I would love to bring Wesley in, just to kind of correct it. I’m a fan first, and to see one of the greatest men of all time come back into this fold would kind of be like Jean-Claude [Van Damme] appearing in this second one. Everyone knows the back story as to why Wesley isn’t in the film; that’s why it would make total sense to bring him into the third one as a villain or something. And then it’ll be like, "There’s Nino Brown!” That would be hot! [Laughs]
In addition to Wesley joining part three, could you see any other past or present black actors being a part of the franchise?
I could see Carl Weathers, Sam Jackson ... For me, I could see us doing a spin-off with me, Michael Clark Duncan, Idris Elba, Michael Jai White, Tiny Lester, Carl, Wesley and Sam.
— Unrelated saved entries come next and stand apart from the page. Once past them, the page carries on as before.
use log::*;
use wps_common::Secret;

const DEFAULT_API_BASE: &str = "https://api.stripe.com";
const DEFAULT_API_VERSION: &str = "2024-06-20";

#[derive(Debug, Clone, Default)]
pub struct StripeConfig {
    /// Base URL for the Stripe API. Overridable so tests can point at a local stub.
    pub api_base: String,
    pub api_version: String,
    pub secret_key: Secret<String>,
}

impl StripeConfig {
    pub fn new_from_env_or_default() -> Self {
        let api_base = std::env::var("WPG_STRIPE_API_BASE").unwrap_or_else(|_| DEFAULT_API_BASE.to_string());
        let api_version = std::env::var("WPG_STRIPE_API_VERSION").unwrap_or_else(|_| {
            warn!("WPG_STRIPE_API_VERSION not set, using {DEFAULT_API_VERSION} as default");
            DEFAULT_API_VERSION.to_string()
        });
        let secret_key = Secret::new(std::env::var("WPG_STRIPE_SECRET_KEY").unwrap_or_else(|_| {
            warn!("WPG_STRIPE_SECRET_KEY not set, using (probably useless) default");
            "sk_test_00000000000000".to_string()
        }));
        Self { api_base, api_version, secret_key }
    }
}
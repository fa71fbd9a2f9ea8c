//! Pure pricing math. Everything here is deterministic and side-effect free; the orchestrator assembles a quote
//! from these pieces once and persists exactly the numbers it showed the caller.

use serde::{Deserialize, Serialize};

use crate::db_types::{Cents, Laundromat};

/// The marketplace's cut, as a percentage of the final (post-discount) price. Collected on both sides of the
/// charge: added on top of the final price for the customer's total, and withheld from the final price for the
/// merchant's payout. The provider's application fee is therefore `total_charge - merchant_payout`, two fee slices.
pub const PLATFORM_FEE_PERCENT: u32 = 15;

const EARTH_RADIUS_MILES: f64 = 3959.0;

/// The platform's fee on a final price, rounded half-up to the cent.
pub fn platform_fee(final_price: Cents) -> Cents {
    final_price.percent_of(PLATFORM_FEE_PERCENT)
}

/// The discount a promo grants on `base_price`: `percent` of it, capped at `cap`, never negative and never more
/// than the base price itself.
pub fn discount_amount(base_price: Cents, percent: u32, cap: Cents) -> Cents {
    if base_price <= Cents::ZERO {
        return Cents::ZERO;
    }
    let raw = base_price.percent_of(percent);
    raw.min(cap).min(base_price).max(Cents::ZERO)
}

/// Great-circle distance between two coordinates, in miles.
pub fn haversine_miles(lat1: f64, lon1: f64, lat2: f64, lon2: f64) -> f64 {
    let d_lat = (lat2 - lat1).to_radians();
    let d_lon = (lon2 - lon1).to_radians();
    let a = (d_lat / 2.0).sin().powi(2)
        + lat1.to_radians().cos() * lat2.to_radians().cos() * (d_lon / 2.0).sin().powi(2);
    let c = 2.0 * a.sqrt().atan2((1.0 - a).sqrt());
    EARTH_RADIUS_MILES * c
}

/// Picks the nearest laundromat that can actually serve the given point: it must be active and the point must fall
/// within its own delivery radius. Ties go to the first qualifying laundromat in iteration order.
pub fn nearest_laundromat(lat: f64, lon: f64, laundromats: &[Laundromat]) -> Option<(&Laundromat, f64)> {
    let mut best: Option<(&Laundromat, f64)> = None;
    for shop in laundromats.iter().filter(|l| l.active) {
        let distance = haversine_miles(lat, lon, shop.latitude, shop.longitude);
        if distance > shop.delivery_radius {
            continue;
        }
        match best {
            Some((_, d)) if distance >= d => {},
            _ => best = Some((shop, distance)),
        }
    }
    best
}

//--------------------------------------    PriceBreakdown     -------------------------------------------------------
/// The full money picture for one order. Assembled once per quote; every consumer (the order row, the payment row,
/// the provider charge, the response body) reads from the same breakdown so the components always balance.
#[derive(Debug, Clone, Copy, PartialEq, Eq, Serialize, Deserialize)]
pub struct PriceBreakdown {
    /// The laundromat's advertised price for the service.
    pub service_price: Cents,
    pub discount: Cents,
    /// `max(0, service_price - discount)`.
    pub final_price: Cents,
    pub platform_fee: Cents,
    /// What the laundromat receives: `final_price - platform_fee`. Balances to the cent by construction.
    pub merchant_payout: Cents,
    /// What the customer is charged: `final_price + platform_fee`.
    pub total_charge: Cents,
}

impl PriceBreakdown {
    pub fn quote(service_price: Cents, discount: Cents) -> Self {
        let final_price = (service_price - discount).max(Cents::ZERO);
        let platform_fee = platform_fee(final_price);
        Self {
            service_price,
            discount,
            final_price,
            platform_fee,
            merchant_payout: final_price - platform_fee,
            total_charge: final_price + platform_fee,
        }
    }
}
impl PaymentGatewayDatabase for MemoryDatabase {
    fn url(&self) -> &str {
        "memory://test"
    }

    async fn create_order_with_payment(
        &self,
        order: NewOrder,
        payment: NewPayment,
    ) -> Result<(Order, Payment), PaymentGatewayError> {
        let mut inner = self.inner.lock().await;
        if inner.orders.iter().any(|o| o.order_id == order.order_id) {
            return Err(PaymentGatewayError::OrderAlreadyExists(order.order_id));
        }
        // the reservation happens first so a promo failure leaves no partial records behind
        if let Some(code) = &payment.promo_code {
            Self::reserve_locked(&mut inner, code, &order.order_id)?;
        }
        let now = Utc::now();
        let order = Order {
            id: inner.orders.len() as i64 + 1,
            order_id: order.order_id,
            customer_id: order.customer_id,
            laundromat_id: order.laundromat_id,
            driver_id: None,
            status: OrderStatusType::Pending,
            pickup_address: order.pickup_address,
            pickup_latitude: order.pickup_latitude,
            pickup_longitude: order.pickup_longitude,
            scheduled_pickup_at: order.scheduled_pickup_at,
            service_id: order.service_id,
            service_name: order.service_name,
            notes: order.notes,
            final_price: order.final_price,
            platform_fee: order.platform_fee,
            created_at: now,
            updated_at: now,
        };
        let payment = Payment {
            id: inner.payments.len() as i64 + 1,
            order_id: payment.order_id,
            amount: payment.amount,
            platform_fee: payment.platform_fee,
            merchant_payout: payment.merchant_payout,
            discount: payment.discount,
            promo_code: payment.promo_code,
            provider_ref: None,
            status: PaymentStatus::Pending,
            created_at: now,
            updated_at: now,
        };
        inner.orders.push(order.clone());
        inner.payments.push(payment.clone());
        Ok((order, payment))
    }

    async fn attach_provider_ref(&self, payment_id: i64, provider_ref: &str) -> Result<Payment, PaymentGatewayError> {
        let mut inner = self.inner.lock().await;
        let payment = inner
            .payments
            .iter_mut()
            .find(|p| p.id == payment_id)
            .ok_or(PaymentGatewayError::PaymentNotFound(payment_id))?;
        payment.provider_ref = Some(provider_ref.to_string());
        payment.updated_at = Utc::now();
        Ok(payment.clone())
    }

    async fn abandon_payment(&self, payment_id: i64) -> Result<Payment, PaymentGatewayError> {
        let mut inner = self.inner.lock().await;
        let payment = inner
            .payments
            .iter_mut()
            .find(|p| p.id == payment_id)
            .ok_or(PaymentGatewayError::PaymentNotFound(payment_id))?;
        if payment.status == PaymentStatus::Pending {
            payment.status = PaymentStatus::Failed;
            payment.updated_at = Utc::now();
        }
        let payment = payment.clone();
        // A payment that settled as Completed before the abandon ran keeps its promo reservation.
        if payment.status == PaymentStatus::Failed {
            Self::release_locked(&mut inner, &payment.order_id);
        }
        Ok(payment)
    }

    async fn complete_payment(&self, payment_id: i64) -> Result<Option<PaymentSettled>, PaymentGatewayError> {
        let mut inner = self.inner.lock().await;
        let payment = inner
            .payments
            .iter_mut()
            .find(|p| p.id == payment_id)
            .ok_or(PaymentGatewayError::PaymentNotFound(payment_id))?;
        match payment.status {
            PaymentStatus::Completed => return Ok(None),
            PaymentStatus::Failed => {
                return Err(PaymentGatewayError::PaymentStatusUpdateError(format!(
                    "Payment {payment_id} is Failed and cannot be completed"
                )));
            },
            PaymentStatus::Pending => {},
        }
        payment.status = PaymentStatus::Completed;
        payment.updated_at = Utc::now();
        let payment = payment.clone();
        let order = inner
            .orders
            .iter()
            .find(|o| o.order_id == payment.order_id)
            .cloned()
            .ok_or_else(|| PaymentGatewayError::OrderNotFound(payment.order_id.clone()))?;
        Ok(Some(PaymentSettled { order, payment }))
    }

    async fn fail_payment(&self, payment_id: i64) -> Result<Option<PaymentSettled>, PaymentGatewayError> {
        let mut inner = self.inner.lock().await;
        let payment = inner
            .payments
            .iter_mut()
            .find(|p| p.id == payment_id)
            .ok_or(PaymentGatewayError::PaymentNotFound(payment_id))?;
        match payment.status {
            PaymentStatus::Failed => return Ok(None),
            PaymentStatus::Completed => {
                return Err(PaymentGatewayError::PaymentStatusUpdateError(format!(
                    "Payment {payment_id} is Completed and cannot be failed"
                )));
            },
            PaymentStatus::Pending => {},
        }
        payment.status = PaymentStatus::Failed;
        payment.updated_at = Utc::now();
        let payment = payment.clone();
        let order = inner
            .orders
            .iter_mut()
            .find(|o| o.order_id == payment.order_id)
            .ok_or_else(|| PaymentGatewayError::OrderNotFound(payment.order_id.clone()))?;
        order.status = OrderStatusType::Cancelled;
        order.updated_at = Utc::now();
        let order = order.clone();
        Self::release_locked(&mut inner, &payment.order_id);
        Ok(Some(PaymentSettled { order, payment }))
    }

    async fn fetch_payment(&self, payment_id: i64) -> Result<Option<Payment>, PaymentGatewayError> {
        let inner = self.inner.lock().await;
        Ok(inner.payments.iter().find(|p| p.id == payment_id).cloned())
    }
}
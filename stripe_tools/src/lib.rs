//! A thin client for the Stripe REST API, covering the slice of it that the WashPay gateway uses:
//! creating destination charges (PaymentIntents with an application fee routed to the platform) and
//! deserializing the webhook event envelope that Stripe posts back.

mod api;
mod config;
pub mod data_objects;
mod error;

pub use api::StripeApi;
pub use config::StripeConfig;
pub use data_objects::{NewPaymentIntent, PaymentIntent, WebhookEvent};
pub use error::StripeApiError;
use thiserror::Error;

#[derive(Debug, Error)]
pub enum StripeApiError {
    #[error("Could not initialize client: {0}")]
    Initialization(String),
    #[error("Invalid REST response: {0}")]
    RestResponseError(String),
    #[error("Could not deserialize JSON: {0}")]
    JsonError(String),
    #[error("Request failed. Error {status}. {message}")]
    QueryError { status: u16, message: String },
    #[error("The provider did not return a client secret for intent {0}")]
    MissingClientSecret(String),
}
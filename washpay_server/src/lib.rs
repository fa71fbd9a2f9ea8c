//! # WashPay server
//! This module hosts the REST server for the WashPay payment gateway. It is responsible for:
//! * Taking checkout requests from the marketplace apps and running the order flow.
//! * Listening for incoming webhook events from the payment provider and reconciling them.
//! * Exposing promo previews, nearest-laundromat matching and the staff fulfilment endpoints.
//!
//! ## Configuration
//! The server is configured via environment variables. See [config](config/index.html) for more information.
pub mod cli;
pub mod config;
pub mod data_objects;
pub mod errors;
pub mod helpers;
pub mod integrations;
pub mod middleware;
pub mod routes;
pub mod server;
pub mod webhook_routes;

#[cfg(test)]
mod endpoint_tests;
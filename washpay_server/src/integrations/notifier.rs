//! Customer notification hooks.
//!
//! Notifications are fired from the settlement events, which the engine emits exactly once per payment, so duplicate
//! webhook deliveries never produce duplicate messages. Delivery is currently a structured log line; a push or email
//! gateway slots in here without touching the reconciler.
use log::*;
use washpay_engine::events::EventHooks;

pub fn notification_hooks() -> EventHooks {
    let mut hooks = EventHooks::default();
    hooks.on_payment_confirmed(|event| {
        Box::pin(async move {
            let order = &event.order;
            info!(
                "📬️ [notify:{}] Your payment of {} for order [{}] was received. {} will pick up your laundry at {}.",
                order.customer_id,
                event.payment.amount,
                order.order_id,
                order.service_name,
                order.scheduled_pickup_at
            );
        })
    });
    hooks.on_order_annulled(|event| {
        Box::pin(async move {
            let order = &event.order;
            info!(
                "📬️ [notify:{}] Your payment for order [{}] did not go through and the order was cancelled. \
                 You have not been charged.",
                order.customer_id, order.order_id
            );
        })
    });
    hooks
}
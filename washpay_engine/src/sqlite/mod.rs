//! The SQLite implementation of the storage traits.
pub mod db;
mod sqlite_impl;

pub use sqlite_impl::SqliteDatabase;
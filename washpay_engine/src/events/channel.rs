//! Simple stateless pub-sub event handler
//!
//! This module provides a simple hook system that allows components of the system to subscribe to payment events
//! and react to them. The event handler is stateless, i.e. the handlers have no access to the internal state of the
//! system. All that is received is the event itself.
//!
//! However, the handlers can be async.
use std::{
    future::Future,
    pin::Pin,
    sync::{atomic::AtomicI64, Arc},
};

use log::*;
use tokio::sync::mpsc;

pub type Handler<E> = Arc<dyn Fn(E) -> Pin<Box<dyn Future<Output = ()> + Send>> + Send + Sync>;

pub struct EventHandler<E: Send + Sync + 'static> {
    listener: mpsc::Receiver<E>,
    sender: mpsc::Sender<E>,
    handler: Handler<E>,
}

impl<E: Send + Sync + 'static> EventHandler<E> {
    pub fn new(buffer_size: usize, handler: Handler<E>) -> Self {
        let (sender, receiver) = mpsc::channel(buffer_size);
        Self { listener: receiver, sender, handler }
    }

    pub fn subscribe(&self) -> EventProducer<E> {
        EventProducer::new(self.sender.clone())
    }

    pub async fn start_handler(mut self) {
        debug!("📬️ Starting event handler");
        // drop the internal sender so that when the last subscriber is dropped, we can automatically shut down the
        // handler
        drop(self.sender);
        let jobs = Arc::new(AtomicI64::new(0));
        while let Some(ev) = self.listener.recv().await {
            trace!("📬️ Handling event");
            let handler = Arc::clone(&self.handler);
            jobs.fetch_add(1, std::sync::atomic::Ordering::SeqCst);
            let job = jobs.clone();
            tokio::spawn(async move {
                (handler)(ev).await;
                job.fetch_sub(1, std::sync::atomic::Ordering::Relaxed);
                trace!("📬️ Event handled");
            });
        }
        match tokio::spawn(async move {
            while jobs.load(std::sync::atomic::Ordering::SeqCst) > 0 {
                debug!("📬️ Waiting for jobs to complete");
                tokio::time::sleep(tokio::time::Duration::from_millis(1000)).await;
            }
        })
        .await
        {
            Ok(_) => {
                debug!("📬️ Event handler shutting down gracefully");
            },
            Err(e) => {
                warn!("📬️ Event handler shutdown process failed: {e}");
            },
        }
        debug!("📬️ Event handler has shut down");
    }
}

#[derive(Clone)]
pub struct EventProducer<E: Send + Sync> {
    sender: mpsc::Sender<E>,
}

impl<E: Send + Sync> EventProducer<E> {
    pub fn new(sender: mpsc::Sender<E>) -> Self {
        Self { sender }
    }

    pub async fn publish_event(&self, event: E) {
        if let Err(e) = self.sender.send(event).await {
            error!("📬️ Failed to send event: {e}");
        }
    }
}
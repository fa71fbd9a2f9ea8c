mod cents;
mod secret;

pub mod helpers;

pub use cents::{Cents, CentsConversionError, USD_CURRENCY_CODE};
pub use secret::Secret;
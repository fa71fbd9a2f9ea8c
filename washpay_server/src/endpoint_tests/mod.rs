mod mocks;
mod orders;
mod promos;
We could do a black version; I could see it. There’s really no end. And we’re also talking about the nature of film right now, where one guy really doesn’t carry a movie. You have to give fans more for their money.
This week also marks the premiere of NBC’s new show “Stars Earn Stripes.” What was it about the show that attracted you to participate?
My manager had brought it to me because he heard about [producers] Mark Burnett and Dick Wolf doing this thing together. And Mark Burnett is the quintessential reality producer; I didn’t want to do anything that was going to look cheesy or hokey. And you have Dick Wolf, who produced “Law & Order.”
It’s also for American’s military. One thing I know is that my fans is from all over the military, big time. It struck a chord with me because I really wanted a challenge. I mean, the gym can only go so far. I’ve been working out for 30 years, but a chance to really jump out of a helicopter and put this body to some use and raise money for military and veterans' charities -- I just said, “This is too good.” I always thought that I could be in the military and this put it to the test.
As of yet, has anyone questioned your decision to dive into reality television?
I have a rule where it really doesn’t matter what people think. The rule for me is: do what I love and do what I want to do. I already exceeded all expectations in my career. So now I’m in uncharted territory, I can pretty much do whatever I want. From my Old Spice commercials, to the “Expendables,” to “Newsroom.”
I started out in reality. A lot of people are asking me, “why are you doing reality TV?” My first job was on a show called “Battle Dome,” where we were putting people in the hospital. [Laughs] So it ain’t no thing; I’ve done it all. Other people might be caring what their teacher at Julliard thinks about them and all of that, but I have no such thing.